God Must Have Smiled
For God alone, O my soul, wait in silence, for my hope is from Him. He only is my rock and my salvation, my fortress; I shall not be shaken.
Psalm 62:5, 6
The day I put my final manuscript for Treasures in Darkness in the mail, I reviewed the context of my life in which I wrote the book. I realized while the earth shifted beneath my feet, God held me steady through chaotic circumstances.
Early in 2003, I created a writing schedule with the goal of sending the final manuscript to the publisher by the end of August. I took into consideration the possible early arrival of our daughter’s twins along with all the other family and church needs. Some writers work for an hour a day but I typically will not work on a project unless I have big chunks of time.
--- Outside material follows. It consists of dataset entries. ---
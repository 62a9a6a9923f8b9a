//! # Gateway Server
//!
//! HTTP surface of the LLM agent gateway.
//!
//! This crate provides:
//! - Axum router with chat, streaming, cost, tenant, health and metrics routes
//! - Bearer-token and per-tenant key checks
//! - Request id, logging and CORS middleware
//! - Graceful shutdown on process signals

#![forbid(unsafe_code)]
#![warn(missing_docs)]

pub mod error;
pub mod extractors;
pub mod handlers;
pub mod middleware;
pub mod routes;
pub mod server;
pub mod state;

// Re-export main types
pub use error::{status_for, ApiError};
pub use routes::create_router;
pub use server::{shutdown_signal, Server, ServerError};
pub use state::AppState;
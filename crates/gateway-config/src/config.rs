//! Configuration types.

use crate::error::ConfigError;
use gateway_core::{Locality, ModelRoute, ModelTier, ProviderType, TaskBucket, TenantConfig};
use secrecy::SecretString;
use serde::Deserialize;
use std::collections::{HashMap, HashSet};
use std::path::PathBuf;
use std::time::Duration;
use validator::Validate;

/// Root gateway configuration
#[derive(Debug, Clone, Deserialize, Validate)]
pub struct GatewayConfig {
    /// HTTP server settings
    #[serde(default)]
    #[validate(nested)]
    pub server: ServerSettings,

    /// Upstream providers
    #[serde(default)]
    pub providers: Vec<ProviderSettings>,

    /// Explicitly configured tenants
    #[serde(default)]
    pub tenants: Vec<TenantConfig>,

    /// Directory of per-tenant files
    #[serde(default)]
    pub tenants_dir: Option<PathBuf>,

    /// Template for tenants registered lazily on first request
    #[serde(default = "default_tenant_template")]
    pub default_tenant: TenantConfig,

    /// Circuit breaker settings
    #[serde(default)]
    #[validate(nested)]
    pub breaker: BreakerSettings,

    /// Response cache settings
    #[serde(default)]
    #[validate(nested)]
    pub cache: CacheSettings,

    /// Complexity router settings
    #[serde(default)]
    #[validate(nested)]
    pub routing: RoutingSettings,

    /// Pricing settings
    #[serde(default)]
    pub cost: CostSettings,

    /// Logging settings
    #[serde(default)]
    pub logging: LoggingSettings,
}

impl Default for GatewayConfig {
    fn default() -> Self {
        Self {
            server: ServerSettings::default(),
            providers: Vec::new(),
            tenants: Vec::new(),
            tenants_dir: None,
            default_tenant: default_tenant_template(),
            breaker: BreakerSettings::default(),
            cache: CacheSettings::default(),
            routing: RoutingSettings::default(),
            cost: CostSettings::default(),
            logging: LoggingSettings::default(),
        }
    }
}

fn default_tenant_template() -> TenantConfig {
    let mut tenant = TenantConfig::new("default");
    tenant.max_tokens = Some(2000);
    tenant.temperature = Some(0.7);
    tenant
}

impl GatewayConfig {
    /// Look up a provider by ID
    #[must_use]
    pub fn provider(&self, id: &str) -> Option<&ProviderSettings> {
        self.providers.iter().find(|p| p.id == id)
    }

    /// Fill in derived values.
    ///
    /// Tenants without explicit routes get one route per enabled provider
    /// that declares a default model, in provider order.
    pub fn normalize(&mut self) {
        if self.default_tenant.id.is_empty() {
            self.default_tenant.id = "default".to_string();
        }

        let fallback_routes: Vec<ModelRoute> = self
            .providers
            .iter()
            .filter(|p| p.enabled)
            .filter_map(|p| {
                p.default_model
                    .as_ref()
                    .map(|model| ModelRoute::new(&p.id, model))
            })
            .collect();

        for tenant in self
            .tenants
            .iter_mut()
            .chain(std::iter::once(&mut self.default_tenant))
        {
            if tenant.models.is_empty() {
                tenant.models.clone_from(&fallback_routes);
            }
        }
    }

    /// Validate field ranges and cross references.
    ///
    /// # Errors
    /// Returns `ConfigError::Invalid` listing every problem found
    pub fn validate_all(&self) -> Result<(), ConfigError> {
        let mut problems = Vec::new();

        if let Err(errors) = Validate::validate(self) {
            problems.push(errors.to_string());
        }

        let mut provider_ids = HashSet::new();
        for provider in &self.providers {
            if !provider_ids.insert(provider.id.as_str()) {
                problems.push(format!("duplicate provider id '{}'", provider.id));
            }
            if provider.id.trim().is_empty() {
                problems.push("provider id cannot be empty".to_string());
            }
            if let Some(endpoint) = &provider.endpoint {
                if url::Url::parse(endpoint).is_err() {
                    problems.push(format!(
                        "provider '{}' has invalid endpoint '{endpoint}'",
                        provider.id
                    ));
                }
            }
            if provider.enabled
                && provider.provider_type.requires_api_key()
                && provider.resolve_api_key().is_none()
            {
                problems.push(format!("provider '{}' has no API key", provider.id));
            }
        }

        let mut tenant_ids = HashSet::new();
        for tenant in &self.tenants {
            if tenant.id.trim().is_empty() {
                problems.push("tenant id cannot be empty".to_string());
            }
            if !tenant_ids.insert(tenant.id.as_str()) {
                problems.push(format!("duplicate tenant id '{}'", tenant.id));
            }
        }

        for tenant in self.tenants.iter().chain(std::iter::once(&self.default_tenant)) {
            self.check_tenant(tenant, &mut problems);
        }

        if problems.is_empty() {
            Ok(())
        } else {
            Err(ConfigError::Invalid { problems })
        }
    }

    fn check_tenant(&self, tenant: &TenantConfig, problems: &mut Vec<String>) {
        let id = &tenant.id;

        if tenant.models.is_empty() {
            problems.push(format!("tenant '{id}' has no model routes"));
        }

        let mut has_cloud = false;
        for route in &tenant.models {
            match self.provider(&route.provider) {
                None => problems.push(format!(
                    "tenant '{id}' routes to unknown provider '{}'",
                    route.provider
                )),
                Some(provider) if !provider.enabled => problems.push(format!(
                    "tenant '{id}' routes to disabled provider '{}'",
                    route.provider
                )),
                Some(provider) => has_cloud |= provider.locality() == Locality::Cloud,
            }
        }

        if tenant.model_tier == ModelTier::CloudLlm && !has_cloud {
            problems.push(format!(
                "tenant '{id}' is cloud_llm but has no cloud model route"
            ));
        }

        let limits = tenant.rate_limit;
        if limits.capacity < 1.0 || !limits.capacity.is_finite() {
            problems.push(format!("tenant '{id}' rate limit capacity must be at least 1"));
        }
        if limits.refill_per_sec <= 0.0 || !limits.refill_per_sec.is_finite() {
            problems.push(format!("tenant '{id}' refill rate must be positive"));
        }

        if let Some(threshold) = tenant.complexity_threshold {
            if !(0.0..=1.0).contains(&threshold) {
                problems.push(format!(
                    "tenant '{id}' complexity threshold {threshold} is outside [0, 1]"
                ));
            }
        }
    }
}

/// HTTP server settings
#[derive(Debug, Clone, Deserialize, Validate)]
pub struct ServerSettings {
    /// Bind address
    #[serde(default = "default_host")]
    pub host: String,

    /// Bind port
    #[serde(default = "default_port")]
    #[validate(range(min = 1))]
    pub port: u16,

    /// Shared bearer token required on API routes
    #[serde(default)]
    pub auth_token: Option<SecretString>,

    /// Whole-request timeout applied by the HTTP layer
    #[serde(default = "default_request_timeout", with = "humantime_serde")]
    pub request_timeout: Duration,

    /// CORS allowed origins; empty allows any origin
    #[serde(default)]
    pub allowed_origins: Vec<String>,
}

impl Default for ServerSettings {
    fn default() -> Self {
        Self {
            host: default_host(),
            port: default_port(),
            auth_token: None,
            request_timeout: default_request_timeout(),
            allowed_origins: Vec::new(),
        }
    }
}

fn default_host() -> String {
    "0.0.0.0".to_string()
}
//! Prometheus metrics for the gateway.
//!
//! | Name | Type | Labels |
//! |------|------|--------|
//! | `gateway_requests_total` | Counter | `tenant`, `outcome` |
//! | `gateway_request_duration_seconds` | Histogram | `outcome` |
//! | `gateway_cache_lookups_total` | Counter | `result` |
//! | `gateway_provider_attempts_total` | Counter | `provider`, `outcome` |
//! | `gateway_route_decisions_total` | Counter | `tier`, `locality` |
//! | `gateway_cost_usd_total` | Counter | `tenant` |
//! | `gateway_tokens_total` | Counter | `tenant`, `kind` |
//! | `gateway_breaker_state` | Gauge | `provider` |

use prometheus::{
    CounterVec, Encoder, HistogramOpts, HistogramVec, IntCounterVec, IntGaugeVec, Opts, Registry,
    TextEncoder,
};
use std::time::Duration;

/// Metrics construction or encoding error
#[derive(Debug, thiserror::Error)]
pub enum MetricsError {
    /// A collector could not be built or registered
    #[error("metrics registration failed: {0}")]
    Registration(#[from] prometheus::Error),
    /// Exposition output was not UTF-8
    #[error("metrics encoding failed: {0}")]
    Encoding(String),
}

/// Gateway metrics over a private registry
#[derive(Clone)]
pub struct Metrics {
    registry: Registry,
    requests_total: IntCounterVec,
    request_duration: HistogramVec,
    cache_lookups: IntCounterVec,
    provider_attempts: IntCounterVec,
    route_decisions: IntCounterVec,
    cost_usd: CounterVec,
    tokens: IntCounterVec,
    breaker_state: IntGaugeVec,
}

impl std::fmt::Debug for Metrics {
    fn fmt(&self, f: &mut std::fmt::Formatter<'_>) -> std::fmt::Result {
        f.debug_struct("Metrics").finish_non_exhaustive()
    }
}

fn register<C>(registry: &Registry, collector: C) -> Result<C, MetricsError>
where
    C: prometheus::core::Collector + Clone + 'static,
{
    registry.register(Box::new(collector.clone()))?;
    Ok(collector)
}

impl Metrics {
    /// Build and register all collectors.
    ///
    /// # Errors
    ///
    /// Returns an error if a collector descriptor is invalid.
    pub fn new() -> Result<Self, MetricsError> {
        let registry = Registry::new();

        let requests_total = register(
            &registry,
            IntCounterVec::new(
                Opts::new("gateway_requests_total", "Requests by tenant and outcome"),
                &["tenant", "outcome"],
            )?,
        )?;
        let request_duration = register(
            &registry,
            HistogramVec::new(
                HistogramOpts::new("gateway_request_duration_seconds", "End-to-end request latency")
                    .buckets(vec![0.01, 0.05, 0.1, 0.25, 0.5, 1.0, 2.5, 5.0, 10.0, 30.0, 60.0]),
                &["outcome"],
            )?,
        )?;
        let cache_lookups = register(
            &registry,
            IntCounterVec::new(
                Opts::new("gateway_cache_lookups_total", "Cache lookups by result"),
                &["result"],
            )?,
        )?;
        let provider_attempts = register(
            &registry,
            IntCounterVec::new(
                Opts::new(
                    "gateway_provider_attempts_total",
                    "Upstream attempts by provider and outcome",
                ),
                &["provider", "outcome"],
            )?,
        )?;
        let route_decisions = register(
            &registry,
            IntCounterVec::new(
                Opts::new("gateway_route_decisions_total", "Primary route locality by tenant tier"),
                &["tier", "locality"],
            )?,
        )?;
        let cost_usd = register(
            &registry,
            CounterVec::new(
                Opts::new("gateway_cost_usd_total", "Accumulated spend in USD"),
                &["tenant"],
            )?,
        )?;
        let tokens = register(
            &registry,
            IntCounterVec::new(
                Opts::new("gateway_tokens_total", "Tokens by tenant and direction"),
                &["tenant", "kind"],
            )?,
        )?;
        let breaker_state = register(
            &registry,
            IntGaugeVec::new(
                Opts::new("gateway_breaker_state", "Breaker state (0 closed, 1 half-open, 2 open)"),
                &["provider"],
            )?,
        )?;

        Ok(Self {
            registry,
            requests_total,
            request_duration,
            cache_lookups,
            provider_attempts,
            route_decisions,
            cost_usd,
            tokens,
            breaker_state,
        })
    }

    /// Record a finished request
    pub fn record_request(&self, tenant: &str, outcome: &str, elapsed: Duration) {
        self.requests_total.with_label_values(&[tenant, outcome]).inc();
        self.request_duration
            .with_label_values(&[outcome])
            .observe(elapsed.as_secs_f64());
    }

    /// Record a cache lookup
    pub fn record_cache_lookup(&self, hit: bool) {
        let result = if hit { "hit" } else { "miss" };
        self.cache_lookups.with_label_values(&[result]).inc();
    }

    /// Record an upstream attempt
    pub fn record_attempt(&self, provider: &str, outcome: &str) {
        self.provider_attempts
            .with_label_values(&[provider, outcome])
            .inc();
    }

    /// Record the locality of the primary candidate
    pub fn record_route(&self, tier: &str, locality: &str) {
        self.route_decisions.with_label_values(&[tier, locality]).inc();
    }

    /// Record spend and token usage
    pub fn record_usage(
        &self,
        tenant: &str,
        prompt_tokens: u32,
        completion_tokens: u32,
        cost_usd: f64,
    ) {
        if cost_usd > 0.0 {
            self.cost_usd.with_label_values(&[tenant]).inc_by(cost_usd);
        }
        self.tokens
            .with_label_values(&[tenant, "prompt"])
            .inc_by(u64::from(prompt_tokens));
        self.tokens
            .with_label_values(&[tenant, "completion"])
            .inc_by(u64::from(completion_tokens));
    }

    /// Publish a breaker state code
    pub fn set_breaker_state(&self, provider: &str, code: u8) {
        self.breaker_state
            .with_label_values(&[provider])
            .set(i64::from(code));
    }

    /// Render the text exposition format.
    ///
    /// # Errors
    ///
    /// Returns an error if encoding fails.
    pub fn render(&self) -> Result<String, MetricsError> {
        let mut buffer = Vec::new();
        TextEncoder::new().encode(&self.registry.gather(), &mut buffer)?;
        String::from_utf8(buffer).map_err(|e| MetricsError::Encoding(e.to_string()))
    }
}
I don’t like interruptions so I reserved whole days for writing over the next nine months.
God must have smiled as I wrote out my schedule in permanent ink.
In spite of my well laid plans, stress took up residence in our home that summer of 2003. The earth repeatedly shook beneath our feet. To steady my emotions, I camped out in Psalm 62 and David’s words became my mantra:
God is my Rock, Rest, Rescue and Refuge. I will not be shaken.
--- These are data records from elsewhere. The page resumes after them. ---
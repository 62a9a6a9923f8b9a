//! Tenant registry.
//!
//! Configured tenants are registered at startup. Unknown tenant IDs are
//! registered lazily from the default template on first sight and are never
//! removed.

use dashmap::DashMap;
use gateway_core::{GatewayError, TenantConfig};
use std::sync::Arc;
use tracing::info;

/// Concurrent map of tenant configurations
#[derive(Debug)]
pub struct TenantRegistry {
    tenants: DashMap<String, Arc<TenantConfig>>,
    template: TenantConfig,
}

impl TenantRegistry {
    /// Create a registry that instantiates unknown tenants from `template`
    #[must_use]
    pub fn new(template: TenantConfig) -> Self {
        Self {
            tenants: DashMap::new(),
            template,
        }
    }

    /// Create a registry pre-populated with configured tenants
    #[must_use]
    pub fn with_tenants(
        template: TenantConfig,
        tenants: impl IntoIterator<Item = TenantConfig>,
    ) -> Self {
        let registry = Self::new(template);
        for tenant in tenants {
            registry.register(tenant);
        }
        registry
    }

    /// Register or replace a tenant
    pub fn register(&self, tenant: TenantConfig) -> Arc<TenantConfig> {
        let tenant = Arc::new(tenant);
        self.tenants.insert(tenant.id.clone(), Arc::clone(&tenant));
        tenant
    }

    /// Look up a tenant without registering it
    #[must_use]
    pub fn get(&self, tenant_id: &str) -> Option<Arc<TenantConfig>> {
        self.tenants.get(tenant_id).map(|t| Arc::clone(t.value()))
    }

    /// Look up a tenant, instantiating it from the template when unknown
    pub fn get_or_register(&self, tenant_id: &str) -> Arc<TenantConfig> {
        if let Some(tenant) = self.get(tenant_id) {
            return tenant;
        }

        let entry = self.tenants.entry(tenant_id.to_string()).or_insert_with(|| {
            info!(tenant = %tenant_id, "Registering tenant from default template");
            Arc::new(self.template.instantiate(tenant_id))
        });
        Arc::clone(entry.value())
    }

    /// Resolve a tenant and check the caller's tenant key.
    ///
    /// # Errors
    ///
    /// Returns an authentication error when the tenant has a key configured
    /// and the presented key is missing or different.
    pub fn authenticate(
        &self,
        tenant_id: &str,
        presented_key: Option<&str>,
    ) -> Result<Arc<TenantConfig>, GatewayError> {
        let tenant = self.get_or_register(tenant_id);
        if tenant.accepts_key(presented_key) {
            Ok(tenant)
        } else {
            Err(GatewayError::authentication(format!(
                "invalid tenant key for '{tenant_id}'"
            )))
        }
    }

    /// All known tenants, sorted by ID
    #[must_use]
    pub fn list(&self) -> Vec<Arc<TenantConfig>> {
        let mut tenants: Vec<_> = self.tenants.iter().map(|t| Arc::clone(t.value())).collect();
        tenants.sort_by(|a, b| a.id.cmp(&b.id));
        tenants
    }

    /// Number of known tenants
    #[must_use]
    pub fn len(&self) -> usize {
        self.tenants.len()
    }

    /// Whether no tenant is known
    #[must_use]
    pub fn is_empty(&self) -> bool {
        self.tenants.is_empty()
    }

    /// Template used for lazy registration
    #[must_use]
    pub fn template(&self) -> &TenantConfig {
        &self.template
    }
}

#[cfg(test)]
mod tests {
    use super::*;
    use gateway_core::{ErrorKind, ModelRoute, ModelTier};

    fn template() -> TenantConfig {
        TenantConfig::new("default")
            .with_tier(ModelTier::Hybrid)
            .with_route(ModelRoute::new("ollama", "llama3.2"))
    }

    #[test]
    fn test_lazy_registration_uses_template() {
        let registry = TenantRegistry::new(template());
        assert!(registry.get("acme").is_none());

        let tenant = registry.get_or_register("acme");
        assert_eq!(tenant.id, "acme");
        assert_eq!(tenant.model_tier, ModelTier::Hybrid);
        assert_eq!(tenant.models.len(), 1);
        assert_eq!(registry.len(), 1);

        let again = registry.get_or_register("acme");
        assert!(Arc::ptr_eq(&tenant, &again));
    }

    #[test]
    fn test_configured_tenant_wins() {
        let registry = TenantRegistry::with_tenants(
            template(),
            [TenantConfig::new("ada").with_tier(ModelTier::LocalSlm)],
        );
        assert_eq!(registry.get_or_register("ada").model_tier, ModelTier::LocalSlm);
    }

    #[test]
    fn test_authenticate_checks_tenant_key() {
        let registry = TenantRegistry::with_tenants(
            template(),
            [TenantConfig::new("locked").with_api_key("s3cret")],
        );

        assert!(registry.authenticate("locked", Some("s3cret")).is_ok());
        let err = registry.authenticate("locked", Some("wrong")).unwrap_err();
        assert_eq!(err.kind(), ErrorKind::AuthenticationError);
        assert!(registry.authenticate("locked", None).is_err());

        assert!(registry.authenticate("open", None).is_ok());
    }

    #[test]
    fn test_list_is_sorted() {
        let registry = TenantRegistry::new(template());
        registry.get_or_register("zeta");
        registry.get_or_register("alpha");
        let ids: Vec<_> = registry.list().iter().map(|t| t.id.clone()).collect();
        assert_eq!(ids, vec!["alpha", "zeta"]);
    }

    #[test]
    fn test_concurrent_lazy_registration_yields_one_config() {
        let registry = Arc::new(TenantRegistry::new(template()));
        let handles: Vec<_> = (0..8)
            .map(|_| {
                let registry = Arc::clone(&registry);
                std::thread::spawn(move || registry.get_or_register("shared"))
            })
            .collect();

        let configs: Vec<_> = handles.into_iter().map(|h| h.join().unwrap()).collect();
        assert!(configs.iter().all(|c| Arc::ptr_eq(c, &configs[0])));
        assert_eq!(registry.len(), 1);
    }
}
The shaking began that spring. We looked forward to the birth of our daughter’s twins, due in August. We expected Heidi to go on full bed-rest in late May. The doctor sent her to bed much earlier and two of her children, Danielle and Benjamin, began to see our house as their second home. Along with enjoying our little grands, I kept meeting writing deadlines, feeling pretty good about my writing schedule and disciplines. I could do this!
And God smiled.
Early that summer, our son Dan and his wife Laura and baby Emma moved in with us, expecting their new house to be completed by mid-July. And I smiled, anticipating fun times with our little granddaughter. To accommodate them we reorganized sleeping arrangements and my office became a bedroom for two of the grands. Remember those large chunks of writing time on my calendar? Instead of early morning writing, I tried to write during nap times and often closed the computer wondering what in the world I had written. I couldn't remember any of it. I met my deadlines but felt inadequate and helpless, knowing I could not write this book. I wasn’t smiling but I think maybe God was.
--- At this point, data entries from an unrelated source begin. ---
//! # Gateway Config
//!
//! Configuration for the adaptive LLM gateway.
//!
//! Configuration is loaded once at startup from an optional YAML, TOML, or
//! JSON file, an optional directory of per-tenant files, and a small set of
//! environment overrides. Invalid configuration is fatal: [`ConfigLoader::load`]
//! validates everything it returns.

#![forbid(unsafe_code)]
#![warn(missing_docs)]

pub mod config;
pub mod error;
pub mod loader;

pub use config::{
    BreakerSettings, CacheSettings, CostSettings, GatewayConfig, LoggingSettings, PricingEntry,
    ProviderSettings, RoutingSettings, ServerSettings,
};
pub use error::ConfigError;
pub use loader::{load_config, parse_str, ConfigFormat, ConfigLoader};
Then the relatives came! Chuck’s nieces and two small children arrived for a vacation. Our household increased once more. Every space filled up with loved ones. A houseful of family thrills me and visits from our Texas relatives are rare. I wanted to soak up every minute with them. But that book. Instead of chunks of time I grabbed minutes. Meanwhile Heidi continued on bed-rest at home.
Sometimes it’s in the mundane that God gives us treasures designed to transform our response to daily interruptions that push aside our well laid plans. As I soaked in Psalm 62, my prayer for myself and our family started changing. In my journal I wrote:
You, oh God, are teaching me to take a deep breath with each new stressful event and choose to believe: You ARE my Rock, Rest, Rescue and Refuge. I don't need to hope You will be those things. I can believe that You already are.
God used that process to prepare me for an emergency phone call and race to the hospital. I pleaded for the lives of our preemie twins and safety for our daughter. I begged God to be our Rock, Rest, Rescue and Refuge. I remember exactly where I was when the Lord gently reminded me, “I AM your Rock, Rest, Rescue and Refuge. Face this crisis with confidence that I AM all of those things for you because you are my daughter.”
Tears streaming down my cheeks, instead of asking God to be our Rock, Rest, Rescue and Refuge, I repeated over and over again:
You ARE my Rock, Rest, Rescue and Refuge. Show me what that means in this crisis.
And I think God smiled.
Lord, someone needs these words today, right now. Maybe the earth is not shifting beneath their feet, but the mundane tasks of life are weighing them down, and personal goals and needs are going by the wayside. Remind each of us of the truth of Psalm 62. When we trust You we will not be shaken because You ARE our Rock, Rest, Rescue and Refuge.